I was to find out about goblins, soon enough. These vile, spiteful creatures are like a twisted mockery of the gnomes I have come to love. I recall Keshjit speaking of them:
“Zatargre is a god of fire, just as the gnomes are born from the eternal flame of Igna. So, he took our form, and cherishes us. But there is another deity of fire: the goddess Goomdra, who birthed the goblins. She loves them only when they die for her, or when they kill. Ours is the campfire that heats our food, and the warmth of the sun that makes things grow. Theirs is the blaze, out of control, blistering skin and destroying homes. So, we live in the light, in the warm savannah, or walk the Long Desert, whilst they lurk underground, near the lifeless pits of lava, venturing out only to destroy and steal and kill.”
But I did not understand the true nature of these monsters until they attacked us in the night. As we sat and listened to Keshjit tell a story, we heard a cry from one of the sentries. The gnomes barely had time to form a circle around the children, with Keshjit at the centre, before the goblins poured forth, their vicious blades glinting in the firelight. I fumbled for my rifle, taken completely by surprise. Burning arrows rained down upon us, striking gnomes, and setting fire to several caravans. In front of me, Haljit was struck in the stomach, and fell to the floor, clutching at his abdomen, bleeding profusely. I raised my rifle and shot at the goblin, but my hands were shaking, and I missed my target. When it saw me, the creature fixed me with a look of palpable hatred and snarled, its mouth impossibly wide in its oval head. With a fiery anger visible in its every movement, it lunged forwards and bit my arm as I raised it to defend myself. I am not ashamed to say that I feared for my life.
Suddenly, I heard the sound of pipes, playing a beautiful melody that washed over me, bringing with it warmth and life and bravery. Keshjit stood at the centre of our circle, playing for all the world as though she were the only person present. Calm and graceful, she rallied her people, and they heard the call. Fighting with the hooked hammers that are the favoured weapons of the gnomes, they struck at the goblins, or skilfully tripped them. I shook off the goblin that clung to me and swung my rifle at it like a club. I felt it connect with the creature’s head: it fell and did not get up.

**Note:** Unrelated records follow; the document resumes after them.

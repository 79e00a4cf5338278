//! The union by rank forest shared by the mutable and persistent disjoint
//! structures. The algorithms are written against [NodeStore] so that both the
//! hash map and the persistent hash trie backed variants use the same code.

use std::hash::Hash;

use rpds::HashTrieMapSync;
use rustc_hash::FxHashMap;

/// A node in the forest. Every element of a disjoint structure is stored with
/// either the rank and value of its class (when it is the representative), or
/// its parent.
#[derive(Clone, Debug, PartialEq, Eq)]
pub(crate) enum Node<K, V> {
    Root { rank: u32, value: V },
    Child(K),
}

/// The storage of a forest.
pub(crate) trait NodeStore<K, V> {
    fn node(&self, key: &K) -> Option<&Node<K, V>>;

    fn set_node(&mut self, key: K, node: Node<K, V>);

    fn node_count(&self) -> usize;

    fn nodes<'a>(&'a self) -> impl Iterator<Item = (&'a K, &'a Node<K, V>)> + 'a
    where
        K: 'a,
        V: 'a;
}

impl<K: Eq + Hash, V> NodeStore<K, V> for FxHashMap<K, Node<K, V>> {
    fn node(&self, key: &K) -> Option<&Node<K, V>> {
        self.get(key)
    }

    fn set_node(&mut self, key: K, node: Node<K, V>) {
        self.insert(key, node);
    }

    fn node_count(&self) -> usize {
        self.len()
    }

    fn nodes<'a>(&'a self) -> impl Iterator<Item = (&'a K, &'a Node<K, V>)> + 'a
    where
        K: 'a,
        V: 'a,
    {
        self.iter()
    }
}

impl<K: Eq + Hash, V> NodeStore<K, V> for HashTrieMapSync<K, Node<K, V>> {
    fn node(&self, key: &K) -> Option<&Node<K, V>> {
        self.get(key)
    }

    fn set_node(&mut self, key: K, node: Node<K, V>) {
        self.insert_mut(key, node);
    }

    fn node_count(&self) -> usize {
        self.size()
    }

    fn nodes<'a>(&'a self) -> impl Iterator<Item = (&'a K, &'a Node<K, V>)> + 'a
    where
        K: 'a,
        V: 'a,
    {
        self.iter()
    }
}

/// An equivalence class of a disjoint structure.
#[derive(Clone, Debug, PartialEq, Eq)]
pub struct DisjointClass<'a, K, V> {
    /// The representative of the class, which is also part of `members`.
    pub representative: K,
    /// All elements of the class, in unspecified order.
    pub members: Vec<K>,
    /// The value associated with the class.
    pub value: &'a V,
}

/// Returns the representative of the given key without changing the forest.
/// The result borrows either from the store or from the key itself.
pub(crate) fn find_root<'s, 'k, K: Eq, V: 'k, S: NodeStore<K, V>>(store: &'s S, key: &'k K) -> Option<&'k K>
where
    's: 'k,
{
    #[cfg(feature = "terma_debug")]
    let mut steps = 0usize;

    let mut current = key;
    loop {
        match store.node(current)? {
            Node::Root { .. } => return Some(current),
            Node::Child(parent) => {
                debug_assert!(parent != current, "A child node cannot be its own parent");

                #[cfg(feature = "terma_debug")]
                {
                    steps += 1;
                    debug_assert!(steps <= store.node_count(), "The forest contains a cycle");
                }

                current = parent;
            }
        }
    }
}

/// Returns the representative of the given key, and points every element on
/// the path directly to it.
pub(crate) fn find_compress<K: Clone + Eq, V, S: NodeStore<K, V>>(store: &mut S, key: &K) -> Option<K> {
    let mut path = Vec::new();
    let root = {
        let mut current = key;
        loop {
            match store.node(current)? {
                Node::Root { .. } => break current.clone(),
                Node::Child(parent) => {
                    path.push(current.clone());
                    current = parent;
                }
            }
        }
    };

    // The last element of the path already points to the root.
    path.pop();
    for element in path {
        store.set_node(element, Node::Child(root.clone()));
    }

    Some(root)
}

/// Returns the rank and value of the given representative.
pub(crate) fn root_entry<'a, K: 'a, V, S: NodeStore<K, V>>(store: &'a S, root: &K) -> (u32, &'a V) {
    match store.node(root) {
        Some(Node::Root { rank, value }) => (*rank, value),
        _ => panic!("The given element is not a representative"),
    }
}

/// Returns the value of the class of the given key.
pub(crate) fn class_value<'s, K: Eq + 's, V, S: NodeStore<K, V>>(store: &'s S, key: &K) -> Option<&'s V> {
    let root = find_root(store, key)?;
    Some(root_entry(store, root).1)
}

/// Adds the key as a new singleton class, returns false if it was already present.
pub(crate) fn insert_singleton<K, V, S: NodeStore<K, V>>(store: &mut S, key: K, value: V) -> bool {
    if store.node(&key).is_some() {
        return false;
    }

    store.set_node(key, Node::Root { rank: 0, value });
    true
}

/// Replaces the value of the class of the given key, returns false if the key is unknown.
pub(crate) fn set_value<K: Clone + Eq, V, S: NodeStore<K, V>>(store: &mut S, key: &K, value: V) -> bool {
    let Some(root) = find_root(&*store, key).cloned() else {
        return false;
    };

    let (rank, _) = root_entry(&*store, &root);
    store.set_node(root, Node::Root { rank, value });
    true
}

/// Merges the classes of the two keys using union by rank. Keys that are not
/// yet present join the class of the other key, or form a new class with the
/// value `default()` when neither is present. When two existing classes are
/// merged the new value is `unify(from, into)`, where `from` is the value of
/// the absorbed representative and `into` the value of the surviving one. On
/// equal ranks the representative of `a` survives.
///
/// Returns false iff the keys were already in the same class.
pub(crate) fn union<K, V, S, D, U>(store: &mut S, a: K, b: K, default: D, unify: U) -> bool
where
    K: Clone + Eq,
    V: Clone,
    S: NodeStore<K, V>,
    D: FnOnce() -> V,
    U: FnOnce(V, V) -> V,
{
    let root_a = find_root(&*store, &a).cloned();
    let root_b = find_root(&*store, &b).cloned();

    match (root_a, root_b) {
        (None, None) => {
            if a == b {
                store.set_node(a, Node::Root { rank: 0, value: default() });
                return false;
            }

            store.set_node(b, Node::Child(a.clone()));
            store.set_node(a, Node::Root { rank: 1, value: default() });
            true
        }
        (Some(root), None) => {
            attach(store, root, b);
            true
        }
        (None, Some(root)) => {
            attach(store, root, a);
            true
        }
        (Some(root_a), Some(root_b)) => {
            if root_a == root_b {
                return false;
            }

            let (rank_a, value_a) = root_entry(&*store, &root_a);
            let (rank_b, value_b) = root_entry(&*store, &root_b);
            let (value_a, value_b) = (value_a.clone(), value_b.clone());

            let (winner, loser, rank, from, into) = if rank_a < rank_b {
                (root_b, root_a, rank_b, value_a, value_b)
            } else if rank_a > rank_b {
                (root_a, root_b, rank_a, value_b, value_a)
            } else {
                (root_a, root_b, rank_a + 1, value_b, value_a)
            };

            let value = unify(from, into);
            store.set_node(loser, Node::Child(winner.clone()));
            store.set_node(winner, Node::Root { rank, value });
            true
        }
    }
}

/// Adds a key that is not yet present as a child of the given representative.
fn attach<K: Clone + Eq, V: Clone, S: NodeStore<K, V>>(store: &mut S, root: K, key: K) {
    let (rank, value) = root_entry(&*store, &root);
    if rank == 0 {
        // A singleton class merged with another singleton.
        let value = value.clone();
        store.set_node(root.clone(), Node::Root { rank: 1, value });
    }

    store.set_node(key, Node::Child(root));
}

/// Returns all the equivalence classes of the forest.
pub(crate) fn classes<'a, K, V, S>(store: &'a S) -> Vec<DisjointClass<'a, K, V>>
where
    K: Clone + Eq + Hash + 'a,
    V: 'a,
    S: NodeStore<K, V>,
{
    let mut index: FxHashMap<&'a K, usize> = FxHashMap::default();
    let mut result: Vec<DisjointClass<'a, K, V>> = Vec::new();

    for (key, _) in store.nodes() {
        let root = find_root(store, key).expect("Every stored key has a representative");
        let position = *index.entry(root).or_insert_with(|| {
            result.push(DisjointClass {
                representative: root.clone(),
                members: Vec::new(),
                value: root_entry(store, root).1,
            });
            result.len() - 1
        });

        result[position].members.push(key.clone());
    }

    result
}

/// Returns the representatives of all classes.
pub(crate) fn representatives<'a, K, V, S: NodeStore<K, V>>(store: &'a S) -> impl Iterator<Item = &'a K> + 'a
where
    K: 'a,
    V: 'a,
{
    store.nodes().filter_map(|(key, node)| match node {
        Node::Root { .. } => Some(key),
        Node::Child(_) => None,
    })
}
use std::fmt;

use terma_collections::VecSet;
use terma_collections::vecset;
use terma_terms::Term;
use terma_terms::TermVar;

use crate::EquivalenceClass;
use crate::Substitution;
use crate::substitution::format_substitution;

/// A substitution with a single binding. When the term is a variable both
/// variables form one class, with the term as representative.
#[derive(Clone, PartialEq, Eq)]
pub struct SingletonSubstitution {
    var: TermVar,
    term: Term,
}

impl SingletonSubstitution {
    pub fn new(var: TermVar, term: Term) -> Self {
        debug_assert!(
            term.as_var() != Some(&var),
            "A variable that maps to itself is not a binding"
        );
        debug_assert!(
            !term.iter().any(|subterm| subterm.as_var() == Some(&var)),
            "The variable cannot occur in its own binding"
        );

        Self { var, term }
    }

    pub fn var(&self) -> &TermVar {
        &self.var
    }

    pub fn term(&self) -> &Term {
        &self.term
    }
}

impl Substitution for SingletonSubstitution {
    fn find(&self, var: &TermVar) -> Option<TermVar> {
        match self.term.as_var() {
            Some(representative) if var == representative || *var == self.var => Some(representative.clone()),
            _ if *var == self.var => Some(var.clone()),
            _ => None,
        }
    }

    fn value(&self, var: &TermVar) -> Option<Term> {
        (*var == self.var && !self.term.is_var()).then(|| self.term.clone())
    }

    fn to_map(&self) -> Vec<EquivalenceClass> {
        let class = match self.term.as_var() {
            Some(representative) => EquivalenceClass {
                variables: vecset![self.var.clone(), representative.clone()],
                value: None,
            },
            None => EquivalenceClass {
                variables: VecSet::singleton(self.var.clone()),
                value: Some(self.term.clone()),
            },
        };

        vec![class]
    }

    fn len(&self) -> usize {
        1
    }
}

impl fmt::Debug for SingletonSubstitution {
    fn fmt(&self, f: &mut fmt::Formatter<'_>) -> fmt::Result {
        format_substitution(f, self)
    }
}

The rest of the fight was a blur of steel and teeth and fire. At some point, I was hit by an arrow, but I did not notice until after we had driven the monsters off, and the survivors fled into the night. I ran over to Haljit, but I could tell straight away that he was done for. Although he still drew breath, the wound in his stomach was too deep, and without a surgeon, his fate was sealed. However, the night held one more surprise for me. Keshjit walked over and knelt next to her son, and she swiftly chanted in the tongue I now knew was the arcane language of magic. He rolled over, opening his eyes, and when he took his hands away from his belly, I saw that the gaping wound had gone, leaving barely a scar.
Others were less fortunate than Haljit. Five gnomes had been killed, including the sentry who had raised the alarm. Two caravans were destroyed and others badly damaged. The goblins had made off with a good deal of the gnomes’ food stores as well. Apparently, the attack had been a diversion whilst they raided the supply wagon. The gnomes burned their dead on funeral pyres and began the work of repairing the remaining caravans. “My people are strong,” Keshjit told me. “But I dream of a day when we can live at peace. We gave up much to come to this world. I hope it will be worth it in the end.”